На другой день Аня перезнакомилась с соседями, потом занялась огородом и на долгие часы погрузилась в грядки, словно ни о чем другом никогда и не мечтала. Для соседей была приготовлена легенда, что Сабуров — родной брат Башкирцева и приехал с дочерями отдохнуть на недельку-другую. Добродушные железнодорожники не выказали никаких сомнений и только порадовались, что участок наконец-то будет обихожен.
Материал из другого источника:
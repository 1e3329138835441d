//! # Bancor Formula Library - Bonding Curve Pricing Engine
//!
//! ## Purpose
//!
//! Deterministic pricing for continuous tokens backed by a reserve token.
//! Computes how many continuous tokens a reserve deposit mints and how many
//! reserve tokens a sale refunds, using the Bancor power approximation on
//! 256-bit fixed-point integers so results match the on-chain formula bit for bit.
//!
//! ## Integration Points
//!
//! - **Input Sources**: Caller-owned curve state (supply, reserve balance, reserve ratio)
//! - **Output Destinations**: [`ContinuousToken`] ledger, [`PriceGrowthSimulator`], scripts
//! - **Precision**: Integer base units (18 decimals by default), truncation toward zero
//! - **Validation**: Every precondition returns a typed [`FormulaError`]
//!
//! ## Architecture Role
//!
//! [`PowerMath`] provides the fixed-point log/exp primitives, [`BancorFormula`]
//! turns them into purchase and sale returns, and [`ContinuousToken`] owns the
//! supply/reserve state that changes with every mint and burn. The formula
//! layer is stateless and never logs; only the ledger and simulator emit
//! `tracing` events.
//!
//! ## Performance Profile
//!
//! - **Calculation Speed**: bounded number of 256-bit multiplications per call
//! - **Memory Usage**: constant tables only, no allocation on the formula path
//! - **Thread Safety**: all formula types are `Send + Sync`

pub mod constants;
pub mod continuous_token;
pub mod curve_traits;
pub mod errors;
pub mod formula;
pub mod power;
pub mod simulation;
pub mod units;

pub use constants::{MAX_PRECISION, MAX_RESERVE_RATIO, MIN_PRECISION};
pub use continuous_token::{BurnReceipt, ContinuousToken, MintReceipt};
pub use curve_traits::{BondingCurve, CurveShape, CurveState};
pub use errors::FormulaError;
pub use formula::BancorFormula;
pub use power::{PowerMath, PowerResult};
pub use simulation::{PriceGrowthSimulator, PurchaseStep, SimulationConfig};
pub use units::{format_units, parse_ether, parse_units, DEFAULT_DECIMALS};

/// 256-bit unsigned integer used for every amount
pub use ethers_core::types::U256;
Жизнь потекла такая, что лучше не придумаешь. Сабуров махнул на все рукой, решив, что им всем троим надо хоть немного прийти в себя, прежде чем затевать какие-то новые игры. При всех своих возможностях Микки Маус вряд ли сумеет быстро их разыскать в этакой глуши. Скорее всего ему придет в голову, что взбунтовавшийся ученый совок убег за границу, и он начнет поиск с аэропортов и вокзалов. Да и то, возможно, не сразу. При его-то занятости. Микки не так устроен, чтобы поверить, что какой-то старый профессор представляет для него серьезную опасность. Конечно, самолюбие его задето, бунт есть бунт, который следует подавить хотя бы для примера другим, но это не спешно. Маленькая мошка никуда не денется. В мире не сыщется места, куда не могла бы дотянуться рука такого человека, как Трихополов. И еще одно, главное соображение: по каким-то причинам, связанным, вероятно, с кознями по поводу «Токсинора», Микки сейчас не выгодно вычеркивать его из списка живых. Иначе зачем понадобились бандюки в парке и взрывчатка в коробке из-под конфет? Единственный смысл дешевых трюков в том, чтобы предупредить: не рыпайся, не задирай хвост на пахана, отрублю.
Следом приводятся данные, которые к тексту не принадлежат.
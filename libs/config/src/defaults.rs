//! Default configuration values
//!
//! Used when a key is missing from every configuration layer.

/// Curve defaults (90% reserve ratio, 100 CT backed by 90 RT)
pub mod curve {
    /// Reserve ratio in ppm
    pub const RESERVE_RATIO: u32 = 900_000;

    /// Initial continuous token supply, in token units
    pub const INITIAL_SUPPLY: &str = "100";

    /// Initial reserve balance, in token units
    pub const INITIAL_RESERVE: &str = "90";

    /// Decimals shared by the continuous and reserve tokens
    pub const DECIMALS: u8 = 18;
}

/// Price growth simulation defaults
pub mod simulation {
    /// Reserve tokens deposited per purchase, in token units
    pub const PURCHASE_INCREMENT: &str = "10";

    /// Number of purchases
    pub const STEPS: u32 = 10;
}

/// Logging defaults
pub mod logging {
    pub const LOG_LEVEL: &str = "info";
}

/// Default configuration file locations, relative to the working directory
pub mod paths {
    pub const BASE_CONFIG: &str = "config/curve.toml";
    pub const ENVIRONMENTS_DIR: &str = "config/environments";

    /// Prefix for environment variable overrides (`CURVE_CURVE__RESERVE_RATIO`)
    pub const ENV_PREFIX: &str = "CURVE";
}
…Сабуров подошел к калитке, вгляделся в темноволосого гостя. На грибника не похож, костюм и плащ городские, не для скитаний по лесу, и обут в добротные ботинки из натуральной кожи. Лицо хорошее, взгляд открытый, прямой, жесткий прочерк скул — ничего нет обманнее вот таких простых, будто списанных с русских полотен лиц.
— Чем могу служить?
— Это дача господина Башкирцева?
— Да, его.
— Разрешите войти? — Парень заулыбался с каким-то многозначительным намеком, что совсем не понравилось Сабурову.
— Вы, собственно, по какому делу? Башкирцева сейчас нет. Он в Москве.